I say these indie stations (House of Sound [houseofsound.org] is one that I co-founded, and I currently DJ at Radio 23 [radio23.org] - there are thousands of others) are more in the spirit of radio, because they actually have live DJs, "spinning" (sometimes literally) records, mp3s, YouTubes, even cassettes, on a constant basis. These "stations" are interactive to a degree that music recommendation services are not - they are inflected by the taste of the DJ, many have live-chat or call-in features, and they are in real time.
My conclusion is that neither Pandora nor Last.fm are actually "radio" at all. Pandora recommends music to a listener based on pseudo-scientific analysis of what a person listens to (key, tempo, tone, volume, etc.) and Last uses the Amazon social model (x people who listened to y track also listened to z). I find, personally, Last's social model to be more effective for me than Pandora's algorithmic approach. Neither are radio. Radio, to me, whether based on radio waves or not, is a real person exposing their tastes, quirks, personality and even mistakes.
Re: There is no standard. (Score:2)
For me, radio has always been about automated music selection, and I have been frustrated with having to listen to what this real person thought. So Pandora is radio, perfected.
Re:There is no standard. (Score:4, Interesting)
A major problem with Pandora is you never hear, in theory, anything you dislike -- but also never hear anything NEW, you MIGHT like, either.
I remember about a year, maybe two, ago there was discussion about Google and Bing and the like "censoring" your search results -- tailoring them to news sources and (this is the big one) ideologies that it thought you were a part of, due to their data mining.

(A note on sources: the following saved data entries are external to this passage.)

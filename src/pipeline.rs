//! The lesson generation pipeline.
//!
//! One parameterized flow serves generation, exercise regeneration, and
//! sentence grading; they differ only in prompt, acceptance type, and how
//! far down the escalation ladder they are allowed to go. For the main
//! flow the ladder is: local recovery (sanitize, repair, strict parse),
//! then one model-assisted repair call, then fragment reconstruction of
//! the sanitized original text, and finally one completion call if the
//! resulting lesson is structurally incomplete. Parse failures never
//! re-enter provider fallback: once a candidate has answered, its text is
//! the text we work with.

use std::time::{SystemTime, UNIX_EPOCH};

use serde_json::Value;

use crate::config::Preferences;
use crate::error::{GenerationError, Result};
use crate::events::{emit, Event};
use crate::gen_ctx::{Candidate, GenCtx};
use crate::lesson::{Exercises, GradeResult, Lesson, Provenance};
use crate::orchestrator::{invoke_with_fallback, RawModelResponse};
use crate::prompt::{
    build_exercises_prompt, build_grading_prompt, build_lesson_prompt, LESSON_SYSTEM,
};
use crate::recover::{recover_value, reconstruct, sanitize};
use crate::requester::{complete_lesson, repair_json};
use crate::video::lookup_video;

/// Generate a complete lesson for a topic.
///
/// `prefs` can pin a model (moved to the front of the fallback order) and
/// override sampling settings for this request only. The topic is taken
/// as given; an empty topic yields whatever the model makes of an empty
/// subject line.
///
/// The companion video lookup runs concurrently with generation and can
/// only ever add to the result, never fail it.
pub async fn generate_lesson(ctx: &GenCtx, topic: &str, prefs: &Preferences) -> Result<Lesson> {
    emit(
        &ctx.event_handler,
        Event::GenerationStart {
            topic: topic.to_string(),
        },
    );

    let video_future = async {
        match &ctx.video {
            Some(lookup) => lookup_video(&ctx.client, lookup, topic).await,
            None => None,
        }
    };

    let (result, video) = tokio::join!(generate_lesson_inner(ctx, topic, prefs), video_future);

    let result = result.map(|mut lesson| {
        if ctx.video.is_some() {
            emit(
                &ctx.event_handler,
                Event::VideoAttached {
                    found: video.is_some(),
                },
            );
        }
        lesson.video = video;
        lesson
    });

    emit(
        &ctx.event_handler,
        Event::GenerationEnd {
            ok: result.is_ok(),
        },
    );
    result
}

async fn generate_lesson_inner(ctx: &GenCtx, topic: &str, prefs: &Preferences) -> Result<Lesson> {
    let config = prefs.apply(&ctx.config);
    let candidates = ordered_candidates(ctx, prefs);
    let sub_candidates = with_extras(ctx, &candidates);

    let prompt = build_lesson_prompt(topic);
    let response =
        invoke_with_fallback(ctx, &candidates, Some(LESSON_SYSTEM), &prompt, &config).await?;
    let provenance = Provenance {
        provider: response.provider.to_string(),
        model: response.model.clone(),
        elapsed_ms: response.elapsed_ms,
    };

    let (value, repaired, reconstructed) = recover_response(ctx, &sub_candidates, &response).await?;
    emit(
        &ctx.event_handler,
        Event::RecoveryApplied {
            repaired,
            reconstructed,
        },
    );

    let mut lesson = deserialize_lesson(value, reconstructed, &response)?;

    if !lesson.is_complete() {
        if let Some(completed) = complete_lesson(ctx, &sub_candidates, &lesson).await {
            lesson = completed;
        }
    }

    lesson.created_at = Some(epoch_ms());
    lesson.provenance = Some(provenance);
    Ok(lesson)
}
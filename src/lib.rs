//! Resilient LLM lesson generation.
//!
//! `lessonforge` turns a grammar topic into a structured English lesson by
//! way of an LLM, assuming from the start that the model's output will be
//! damaged. The crate is organized around that assumption:
//!
//! - [`provider`] -- the [`Provider`](provider::Provider) trait plus OpenAI,
//!   Ollama, and mock implementations. Providers return raw text only.
//! - [`orchestrator`] -- ordered provider/model fallback. Each candidate is
//!   tried at most once; failures are classified (rate limited, model
//!   unavailable, transient) and the exhaustion report says which.
//! - [`recover`] -- sanitizer, data-driven textual repairer, strict parser,
//!   and fragment reconstructor. Valid JSON always passes through
//!   untouched; garbage degrades stepwise instead of failing outright.
//! - [`requester`] -- the two model-assisted escalations (fix-this-JSON and
//!   fill-these-gaps), each capped at one call per generation.
//! - [`pipeline`] -- [`generate_lesson`], [`regenerate_exercises`], and
//!   [`grade_sentence`] wire the above together.
//!
//! # Example
//!
//! ```no_run
//! use lessonforge::{generate_lesson, Candidate, GenCtx, Preferences};
//! use lessonforge::provider::OpenAiProvider;
//! use std::sync::Arc;
//!
//! # async fn run() -> Result<(), lessonforge::GenerationError> {
//! let openai = Arc::new(
//!     OpenAiProvider::new("https://api.openai.com").with_api_key("sk-..."),
//! );
//! let ctx = GenCtx::builder()
//!     .candidate(Candidate::new(openai.clone(), "gpt-4o-mini"))
//!     .candidate(Candidate::new(openai, "gpt-4o"))
//!     .build();
//!
//! let lesson = generate_lesson(&ctx, "present perfect", &Preferences::default()).await?;
//! println!("{} ({})", lesson.title, lesson.level);
//! # Ok(())
//! # }
//! ```

pub mod config;
pub mod error;
pub mod events;
pub mod gen_ctx;
pub mod lesson;
pub mod orchestrator;
pub mod pipeline;
pub mod prompt;
pub mod provider;
pub mod recover;
pub mod requester;
pub mod video;

pub use config::{GenConfig, Preferences};
pub use error::{
    ExhaustionKind, FailureClassification, GenerationError, ProviderError, Result,
};
pub use events::{Event, EventHandler, FnEventHandler};
pub use gen_ctx::{Candidate, GenCtx, GenCtxBuilder};
pub use lesson::{Exercises, GradeResult, Lesson, Provenance};
pub use orchestrator::{invoke_with_fallback, RawModelResponse};
pub use pipeline::{generate_lesson, grade_sentence, regenerate_exercises};
pub use video::{VideoLookup, VideoRef};
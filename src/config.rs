use config::{Config, ConfigError, Environment, File};
use serde::Deserialize;
use std::collections::HashMap;

/// Application configuration
#[derive(Debug, Clone, Deserialize)]
pub struct Settings {
    #[serde(default)]
    pub server: ServerSettings,
    #[serde(default)]
    pub database: DatabaseSettings,
    #[serde(default)]
    pub matching: MatchingSettings,
    #[serde(default)]
    pub logging: LoggingSettings,
}

#[derive(Debug, Clone, Deserialize)]
pub struct ServerSettings {
    #[serde(default = "default_host")]
    pub host: String,
    #[serde(default = "default_port")]
    pub port: u16,
    pub workers: Option<usize>,
}

impl Default for ServerSettings {
    fn default() -> Self {
        Self {
            host: default_host(),
            port: default_port(),
            workers: None,
        }
    }
}

fn default_host() -> String { "0.0.0.0".to_string() }
fn default_port() -> u16 { 5000 }

#[derive(Debug, Clone, Deserialize)]
pub struct DatabaseSettings {
    #[serde(default = "default_database_path")]
    pub path: String,
    pub max_connections: Option<u32>,
    pub acquire_timeout_secs: Option<u64>,
}

impl Default for DatabaseSettings {
    fn default() -> Self {
        Self {
            path: default_database_path(),
            max_connections: None,
            acquire_timeout_secs: None,
        }
    }
}

fn default_database_path() -> String { "database/college_data.db".to_string() }

#[derive(Debug, Clone, Default, Deserialize)]
pub struct MatchingSettings {
    /// Return matches ordered by opening cutoff instead of table order
    #[serde(default)]
    pub order_by_opening_rank: bool,
    /// Extra place spellings, merged over the built-in aliases
    #[serde(default)]
    pub place_aliases: HashMap<String, String>,
}

#[derive(Debug, Clone, Deserialize)]
pub struct LoggingSettings {
    #[serde(default = "default_log_level")]
    pub level: String,
    #[serde(default = "default_log_format")]
    pub format: String,
}

impl Default for LoggingSettings {
    fn default() -> Self {
        Self {
            level: default_log_level(),
            format: default_log_format(),
        }
    }
}

fn default_log_level() -> String { "info".to_string() }
fn default_log_format() -> String { "json".to_string() }

impl Settings {
    /// Load configuration from file and environment variables
    ///
    /// Configuration is loaded in the following order (later overrides earlier):
    /// 1. Default values in the struct
    /// 2. Configuration file (config/default.toml)
    /// 3. Local overrides (config/local.toml)
    /// 4. Environment variables (prefixed with PREDICTOR__)
    /// 5. `DATABASE_PATH`, if set
    pub fn load() -> Result<Self, ConfigError> {
        let settings = Config::builder()
            .add_source(File::with_name("config/default").required(false))
            .add_source(File::with_name("config/local").required(false))
            // e.g., PREDICTOR__SERVER__PORT -> server.port
            .add_source(
                Environment::with_prefix("PREDICTOR")
                    .prefix_separator("__")
                    .separator("__")
                    .try_parsing(true),
            )
            .build()?;

        let settings = apply_database_path_override(settings)?;

        settings.try_deserialize()
    }
}

/// `DATABASE_PATH` wins over every other source for the database location
fn apply_database_path_override(settings: Config) -> Result<Config, ConfigError> {
    match std::env::var("DATABASE_PATH") {
        Ok(path) if !path.trim().is_empty() => Config::builder()
            .add_source(settings)
            .set_override("database.path", path)?
            .build(),
        _ => Ok(settings),
    }
}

This created a minor bubble, a lesser kind of the bubble you see Fox News (or god forbid, Infowars) followers stuck in. This is a disaster in the making when dealing with news, but it's also pretty darned bad when talking about entertainment.
For example, I use Pandora for stand up comedy. I have a station for each comedian, and the new shuffle thing at least mixes things up. But I never hear comedians other than the X number of stations I have +/- a few more, give or take a rare playing of some odd or new comedian.
Contrast this with playing a comedy radio station, an actual radio station, one where the music is all set by a DJ or a "impartial" randomization routine. Will I hear stuff I dislike? Probably. Will I hear new stuff I wouldn't have heard on Pandora? Absolutely.
I don't know how to fix that particular problem. Maybe Pandora should allow for an option where for an hour a day, or at random, it goes into "Pandora Power Hour" where it loosens up the algorithms and intentionally makes you listen to things you might not have known you liked? Not sure.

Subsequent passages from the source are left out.